= Alpha and Omega =

Christian symbol, first and last letters of the Greek alphabet

The Greek letters alpha and Omega

Alpha (Α, α) and Omega (Ω, ω) are the first and last letters of the Greek alphabet, and a title of Christ or God in the Book of Revelation. This pair of letters is used as a Christian symbol, and is often combined with the Cross, Chi Rho or other Christian symbols.

==Origin==
The first written record of the phrase "alpha and omega" is from some old manuscripts of the Christian New Testament.

The phrase "I am the Alpha and the Omega" (Koiné Greek: ἐγώ εἰμί τὸ Ἄλφα καὶ τὸ Ὦ), is an appellation of Jesus and of the Father in the Book of Revelation (verses 1:8, 21:6, and 22:13). (Note: At this time, the Greek name of the letter was still 'Ô' (Ὦ), which is found in the earliest Greek manuscripts; the later name "omega" (Ὦ μέγα) is found in many later Greek manuscripts.) The first part of this phrase ("I am the Alpha and the Omega") is first found in chapter 1 verse 8, and is found in every manuscript of Revelation that has 1:8. Several later manuscripts repeat "I am the Alpha and the Omega" in 1:11 as well, but do not receive support here from most of the oldest manuscripts, including the Alexandrine, Sinaitic, and Codex Ephraemi Rescriptus.
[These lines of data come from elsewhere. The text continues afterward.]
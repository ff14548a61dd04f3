//! Website repository.
//!
//! All reads and writes are scoped to the owning user.

use sqlx::PgPool;
use sqlx::types::Json;

use contentforge_core::{UserId, WebsiteId};

use super::RepositoryError;
use crate::crawler::SitemapUrl;
use crate::models::{BusinessAnalysis, NewWebsite, Website, WebsiteUpdate};

/// Repository for website profiles.
pub struct WebsiteRepository<'a> {
    pool: &'a PgPool,
}

impl<'a> WebsiteRepository<'a> {
    /// Create a new website repository.
    #[must_use]
    pub const fn new(pool: &'a PgPool) -> Self {
        Self { pool }
    }

    /// List a user's websites, newest first.
    ///
    /// # Errors
    ///
    /// Returns `RepositoryError::Database` if the query fails.
    pub async fn list_for_user(&self, user_id: UserId) -> Result<Vec<Website>, RepositoryError> {
        let websites = sqlx::query_as::<_, Website>(
            r"
            SELECT * FROM contentforge.website
            WHERE user_id = $1
            ORDER BY created_at DESC, id DESC
            ",
        )
        .bind(user_id)
        .fetch_all(self.pool)
        .await?;

        Ok(websites)
    }

    /// Get a website owned by `user_id`.
    ///
    /// # Errors
    ///
    /// Returns `RepositoryError::NotFound` if the website does not exist or
    /// belongs to another user.
    pub async fn get(&self, user_id: UserId, id: WebsiteId) -> Result<Website, RepositoryError> {
        sqlx::query_as::<_, Website>(
            r"
            SELECT * FROM contentforge.website
            WHERE id = $1 AND user_id = $2
            ",
        )
        .bind(id)
        .bind(user_id)
        .fetch_optional(self.pool)
        .await?
        .ok_or(RepositoryError::NotFound)
    }

    /// Insert a website. `url` must already be normalised.
    ///
    /// # Errors
    ///
    /// Returns `RepositoryError::Database` if the insert fails.
    pub async fn create(
        &self,
        user_id: UserId,
        input: &NewWebsite,
        url: &str,
    ) -> Result<Website, RepositoryError> {
        let website = sqlx::query_as::<_, Website>(
            r"
            INSERT INTO contentforge.website
                (user_id, name, url, description, industry, target_audience, tone,
                 language, sitemap_url)
            VALUES ($1, $2, $3, $4, $5, $6, $7, COALESCE($8, 'en'), $9)
            RETURNING *
            ",
        )
        .bind(user_id)
        .bind(input.name.trim())
        .bind(url)
        .bind(&input.description)
        .bind(&input.industry)
        .bind(&input.target_audience)
        .bind(&input.tone)
        .bind(&input.language)
        .bind(&input.sitemap_url)
        .fetch_one(self.pool)
        .await?;

        Ok(website)
    }

    /// Apply a partial update. `url`, when set, must already be normalised.
    ///
    /// # Errors
    ///
    /// Returns `RepositoryError::NotFound` if the website is not the user's.
    pub async fn update(
        &self,
        user_id: UserId,
        id: WebsiteId,
        update: &WebsiteUpdate,
    ) -> Result<Website, RepositoryError> {
        sqlx::query_as::<_, Website>(
            r"
            UPDATE contentforge.website SET
                name = COALESCE($3, name),
                url = COALESCE($4, url),
                description = COALESCE($5, description),
                industry = COALESCE($6, industry),
                target_audience = COALESCE($7, target_audience),
                tone = COALESCE($8, tone),
                language = COALESCE($9, language),
                sitemap_url = COALESCE($10, sitemap_url),
                updated_at = NOW()
            WHERE id = $1 AND user_id = $2
            RETURNING *
            ",
        )
        .bind(id)
        .bind(user_id)
        .bind(update.name.as_deref().map(str::trim))
        .bind(&update.url)
        .bind(&update.description)
        .bind(&update.industry)
        .bind(&update.target_audience)
        .bind(&update.tone)
        .bind(&update.language)
        .bind(&update.sitemap_url)
        .fetch_optional(self.pool)
        .await?
        .ok_or(RepositoryError::NotFound)
    }

    /// Delete a website and everything that references it.
    ///
    /// # Errors
    ///
    /// Returns `RepositoryError::NotFound` if the website is not the user's.
    pub async fn delete(&self, user_id: UserId, id: WebsiteId) -> Result<(), RepositoryError> {
        let result = sqlx::query(
            r"
            DELETE FROM contentforge.website
            WHERE id = $1 AND user_id = $2
            ",
        )
        .bind(id)
        .bind(user_id)
        .execute(self.pool)
        .await?;

        if result.rows_affected() == 0 {
            return Err(RepositoryError::NotFound);
        }
        Ok(())
    }

    /// Store the result of a sitemap index run.
    ///
    /// # Errors
    ///
    /// Returns `RepositoryError::NotFound` if the website no longer exists.
    pub async fn save_sitemap(
        &self,
        id: WebsiteId,
        urls: &[SitemapUrl],
    ) -> Result<Website, RepositoryError> {
        sqlx::query_as::<_, Website>(
            r"
            UPDATE contentforge.website
            SET sitemap_urls = $2, indexed_at = NOW(), updated_at = NOW()
            WHERE id = $1
            RETURNING *
            ",
        )
        .bind(id)
        .bind(Json(urls))
        .fetch_optional(self.pool)
        .await?
        .ok_or(RepositoryError::NotFound)
    }

    /// Store a business analysis.
    ///
    /// # Errors
    ///
    /// Returns `RepositoryError::NotFound` if the website no longer exists.
    pub async fn save_analysis(
        &self,
        id: WebsiteId,
        analysis: &BusinessAnalysis,
    ) -> Result<Website, RepositoryError> {
        sqlx::query_as::<_, Website>(
            r"
            UPDATE contentforge.website
            SET analysis = $2, analyzed_at = NOW(), updated_at = NOW()
            WHERE id = $1
            RETURNING *
            ",
        )
        .bind(id)
        .bind(Json(analysis))
        .fetch_optional(self.pool)
        .await?
        .ok_or(RepositoryError::NotFound)
    }
}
It is, therefore, omitted in some modern translations. Scholar Robert Young stated, with regard to "I am the Alpha and the Omega" in 1:11, the "oldest [manuscripts] omit" it.

A similar reference is found in Isaiah 44, where God is said to be the first and the last. Elsewhere in the New Testament, the phrase "I am" is used several times by Jesus, particularly in the Gospel of John.

==Christianity==
Alpha (Α) and Omega (Ω) are the first and last letters, respectively, of the classical (Ionic) Greek alphabet. Thus, the phrase "I am the alpha and the omega" is further clarified with the additional phrase "the beginning and the end" in Revelation 21:6, 22:13, spoken by Jesus Christ to John the Divine. The first and last letters of the Greek alphabet were used because the book of Revelation is in the New Testament, which was originally written in Greek.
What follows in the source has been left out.